WHAT IS NEEDED — Please copy each line of the data that includes the string "Cannot".

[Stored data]
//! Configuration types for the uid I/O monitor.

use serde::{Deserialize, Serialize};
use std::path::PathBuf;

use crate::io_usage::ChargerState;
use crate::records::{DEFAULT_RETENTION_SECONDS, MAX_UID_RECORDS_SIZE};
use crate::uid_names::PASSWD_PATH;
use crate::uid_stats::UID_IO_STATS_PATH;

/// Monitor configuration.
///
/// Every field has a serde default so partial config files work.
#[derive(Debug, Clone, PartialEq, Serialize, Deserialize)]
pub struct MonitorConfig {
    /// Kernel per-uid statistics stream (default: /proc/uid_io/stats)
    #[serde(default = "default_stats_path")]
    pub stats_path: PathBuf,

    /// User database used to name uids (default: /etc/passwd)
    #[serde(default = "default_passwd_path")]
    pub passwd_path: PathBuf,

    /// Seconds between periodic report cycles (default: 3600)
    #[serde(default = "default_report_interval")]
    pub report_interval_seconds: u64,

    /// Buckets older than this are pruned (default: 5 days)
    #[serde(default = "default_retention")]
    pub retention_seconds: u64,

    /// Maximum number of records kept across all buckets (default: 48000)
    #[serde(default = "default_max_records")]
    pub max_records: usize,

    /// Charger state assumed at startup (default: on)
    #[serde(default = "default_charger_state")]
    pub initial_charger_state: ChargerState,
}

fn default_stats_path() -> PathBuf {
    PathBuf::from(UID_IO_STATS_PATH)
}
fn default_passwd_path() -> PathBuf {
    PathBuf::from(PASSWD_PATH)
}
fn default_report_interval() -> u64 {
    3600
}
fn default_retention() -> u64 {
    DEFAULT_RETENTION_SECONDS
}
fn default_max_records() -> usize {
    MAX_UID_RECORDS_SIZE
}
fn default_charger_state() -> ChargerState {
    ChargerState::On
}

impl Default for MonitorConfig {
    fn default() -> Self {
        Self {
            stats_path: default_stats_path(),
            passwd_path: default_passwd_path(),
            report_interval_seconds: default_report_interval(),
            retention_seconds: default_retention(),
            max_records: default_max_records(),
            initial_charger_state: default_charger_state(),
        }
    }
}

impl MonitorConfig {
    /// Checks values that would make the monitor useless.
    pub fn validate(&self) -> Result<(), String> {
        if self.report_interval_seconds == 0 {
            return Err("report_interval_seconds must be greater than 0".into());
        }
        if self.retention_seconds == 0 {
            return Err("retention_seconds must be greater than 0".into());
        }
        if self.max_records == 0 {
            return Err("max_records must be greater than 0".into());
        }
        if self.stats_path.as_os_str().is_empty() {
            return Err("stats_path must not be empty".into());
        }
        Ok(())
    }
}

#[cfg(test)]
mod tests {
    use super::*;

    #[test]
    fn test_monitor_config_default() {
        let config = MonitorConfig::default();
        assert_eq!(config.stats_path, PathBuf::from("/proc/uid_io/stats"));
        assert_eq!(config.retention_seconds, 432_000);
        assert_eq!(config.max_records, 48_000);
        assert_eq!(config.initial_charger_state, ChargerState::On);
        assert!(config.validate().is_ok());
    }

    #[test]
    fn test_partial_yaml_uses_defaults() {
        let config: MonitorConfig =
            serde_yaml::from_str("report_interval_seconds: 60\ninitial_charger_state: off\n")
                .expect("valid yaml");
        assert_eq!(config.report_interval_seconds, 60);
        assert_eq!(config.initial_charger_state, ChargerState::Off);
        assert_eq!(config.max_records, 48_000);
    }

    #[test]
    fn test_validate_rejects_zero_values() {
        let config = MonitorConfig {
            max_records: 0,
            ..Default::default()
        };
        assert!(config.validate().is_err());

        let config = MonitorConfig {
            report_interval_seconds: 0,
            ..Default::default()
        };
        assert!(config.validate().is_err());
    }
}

---

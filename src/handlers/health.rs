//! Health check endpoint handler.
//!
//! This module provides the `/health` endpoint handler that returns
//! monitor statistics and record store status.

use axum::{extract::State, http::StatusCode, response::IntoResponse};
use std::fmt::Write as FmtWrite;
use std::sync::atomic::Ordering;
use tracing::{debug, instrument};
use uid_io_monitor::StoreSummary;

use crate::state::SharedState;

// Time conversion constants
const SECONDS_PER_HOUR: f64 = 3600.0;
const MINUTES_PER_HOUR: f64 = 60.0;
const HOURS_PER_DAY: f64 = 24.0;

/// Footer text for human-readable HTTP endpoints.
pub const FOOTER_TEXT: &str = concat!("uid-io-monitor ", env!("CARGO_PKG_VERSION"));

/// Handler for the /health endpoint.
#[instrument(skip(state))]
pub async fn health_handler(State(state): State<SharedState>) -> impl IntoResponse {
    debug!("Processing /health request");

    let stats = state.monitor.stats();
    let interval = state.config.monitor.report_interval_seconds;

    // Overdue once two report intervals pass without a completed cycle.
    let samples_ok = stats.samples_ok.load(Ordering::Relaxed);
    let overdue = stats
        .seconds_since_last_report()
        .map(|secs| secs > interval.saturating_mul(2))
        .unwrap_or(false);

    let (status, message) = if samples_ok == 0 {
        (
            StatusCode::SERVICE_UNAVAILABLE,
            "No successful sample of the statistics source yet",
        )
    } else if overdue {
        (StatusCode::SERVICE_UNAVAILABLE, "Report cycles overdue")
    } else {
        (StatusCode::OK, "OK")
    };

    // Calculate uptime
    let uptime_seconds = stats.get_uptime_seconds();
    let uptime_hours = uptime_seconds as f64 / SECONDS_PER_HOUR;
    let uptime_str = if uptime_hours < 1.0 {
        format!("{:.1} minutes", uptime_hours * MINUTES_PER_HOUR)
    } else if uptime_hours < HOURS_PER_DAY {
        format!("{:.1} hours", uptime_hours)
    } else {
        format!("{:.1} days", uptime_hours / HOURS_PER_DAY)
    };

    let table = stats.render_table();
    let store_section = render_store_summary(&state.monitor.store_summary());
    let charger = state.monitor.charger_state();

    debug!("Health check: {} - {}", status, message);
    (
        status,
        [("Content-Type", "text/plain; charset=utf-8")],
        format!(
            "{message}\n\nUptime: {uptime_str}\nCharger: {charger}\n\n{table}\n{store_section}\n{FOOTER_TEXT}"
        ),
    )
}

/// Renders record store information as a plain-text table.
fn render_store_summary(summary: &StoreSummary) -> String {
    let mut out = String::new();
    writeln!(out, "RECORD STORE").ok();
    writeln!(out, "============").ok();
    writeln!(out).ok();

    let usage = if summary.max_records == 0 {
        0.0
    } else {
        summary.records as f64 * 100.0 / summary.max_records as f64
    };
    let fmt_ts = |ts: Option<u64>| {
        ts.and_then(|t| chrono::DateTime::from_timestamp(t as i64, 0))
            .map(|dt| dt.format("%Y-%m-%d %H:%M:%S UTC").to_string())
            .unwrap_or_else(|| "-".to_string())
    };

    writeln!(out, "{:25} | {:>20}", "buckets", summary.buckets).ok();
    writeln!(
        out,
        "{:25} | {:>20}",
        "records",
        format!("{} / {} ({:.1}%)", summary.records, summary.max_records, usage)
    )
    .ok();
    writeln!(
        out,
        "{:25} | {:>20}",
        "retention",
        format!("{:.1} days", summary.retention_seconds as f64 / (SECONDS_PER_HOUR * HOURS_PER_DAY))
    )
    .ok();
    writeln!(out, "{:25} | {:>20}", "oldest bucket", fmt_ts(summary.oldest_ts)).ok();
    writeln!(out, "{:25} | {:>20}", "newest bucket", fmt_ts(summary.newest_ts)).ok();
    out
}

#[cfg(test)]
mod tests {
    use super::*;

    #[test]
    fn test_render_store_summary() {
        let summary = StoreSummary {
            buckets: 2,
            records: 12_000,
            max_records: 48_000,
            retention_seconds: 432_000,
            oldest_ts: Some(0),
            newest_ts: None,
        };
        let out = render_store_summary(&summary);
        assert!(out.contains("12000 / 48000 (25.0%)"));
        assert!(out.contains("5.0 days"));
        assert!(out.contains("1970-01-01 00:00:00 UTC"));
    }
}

* * *

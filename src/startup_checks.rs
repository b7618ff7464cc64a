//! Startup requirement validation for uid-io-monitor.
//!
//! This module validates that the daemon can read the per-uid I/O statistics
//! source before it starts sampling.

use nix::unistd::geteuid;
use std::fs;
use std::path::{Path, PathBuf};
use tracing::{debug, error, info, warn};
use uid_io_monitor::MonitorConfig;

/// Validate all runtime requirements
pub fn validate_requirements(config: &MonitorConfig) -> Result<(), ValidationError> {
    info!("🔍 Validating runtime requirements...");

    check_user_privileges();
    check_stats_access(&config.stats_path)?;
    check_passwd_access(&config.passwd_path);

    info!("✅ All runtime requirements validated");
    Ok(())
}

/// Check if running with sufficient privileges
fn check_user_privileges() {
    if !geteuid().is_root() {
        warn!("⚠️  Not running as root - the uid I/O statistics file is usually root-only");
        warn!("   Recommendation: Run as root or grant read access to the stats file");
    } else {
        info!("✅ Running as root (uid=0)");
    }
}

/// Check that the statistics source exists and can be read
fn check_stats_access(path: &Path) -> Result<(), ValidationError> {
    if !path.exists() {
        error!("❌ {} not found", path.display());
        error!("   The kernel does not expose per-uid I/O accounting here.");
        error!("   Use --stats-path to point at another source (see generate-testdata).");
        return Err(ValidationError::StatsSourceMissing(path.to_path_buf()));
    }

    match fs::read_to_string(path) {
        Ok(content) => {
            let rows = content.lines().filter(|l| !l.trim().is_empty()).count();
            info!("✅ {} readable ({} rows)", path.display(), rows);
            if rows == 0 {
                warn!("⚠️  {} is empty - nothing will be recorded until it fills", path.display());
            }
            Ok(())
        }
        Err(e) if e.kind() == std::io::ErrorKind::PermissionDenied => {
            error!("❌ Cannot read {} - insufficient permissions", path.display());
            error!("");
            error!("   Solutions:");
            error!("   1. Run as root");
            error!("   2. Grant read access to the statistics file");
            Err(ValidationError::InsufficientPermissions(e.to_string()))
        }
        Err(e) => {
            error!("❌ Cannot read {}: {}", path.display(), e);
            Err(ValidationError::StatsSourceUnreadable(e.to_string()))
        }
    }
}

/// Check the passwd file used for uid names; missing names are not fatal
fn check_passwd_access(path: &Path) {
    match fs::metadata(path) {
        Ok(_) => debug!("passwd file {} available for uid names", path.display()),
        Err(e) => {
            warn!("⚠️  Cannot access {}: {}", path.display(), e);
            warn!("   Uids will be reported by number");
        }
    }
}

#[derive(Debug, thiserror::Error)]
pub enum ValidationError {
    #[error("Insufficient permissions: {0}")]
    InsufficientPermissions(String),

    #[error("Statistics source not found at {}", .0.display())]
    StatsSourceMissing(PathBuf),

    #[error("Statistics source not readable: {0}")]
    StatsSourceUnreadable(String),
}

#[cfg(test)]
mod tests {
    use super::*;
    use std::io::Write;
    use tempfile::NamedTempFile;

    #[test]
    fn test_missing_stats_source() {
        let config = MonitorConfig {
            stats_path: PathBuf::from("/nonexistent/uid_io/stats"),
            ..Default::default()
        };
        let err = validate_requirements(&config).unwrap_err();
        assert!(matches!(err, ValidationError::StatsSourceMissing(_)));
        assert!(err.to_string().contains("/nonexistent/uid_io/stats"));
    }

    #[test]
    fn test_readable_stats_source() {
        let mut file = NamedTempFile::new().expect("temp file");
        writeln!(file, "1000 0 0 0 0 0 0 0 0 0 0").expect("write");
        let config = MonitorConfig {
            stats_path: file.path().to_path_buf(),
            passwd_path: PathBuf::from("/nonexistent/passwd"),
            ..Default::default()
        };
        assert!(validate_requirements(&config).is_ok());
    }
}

EXPECTED ANSWER —
            error!("❌ Cannot read {} - insufficient permissions", path.display());
            error!("❌ Cannot read {}: {}", path.display(), e);
            warn!("⚠️  Cannot access {}: {}", path.display(), e);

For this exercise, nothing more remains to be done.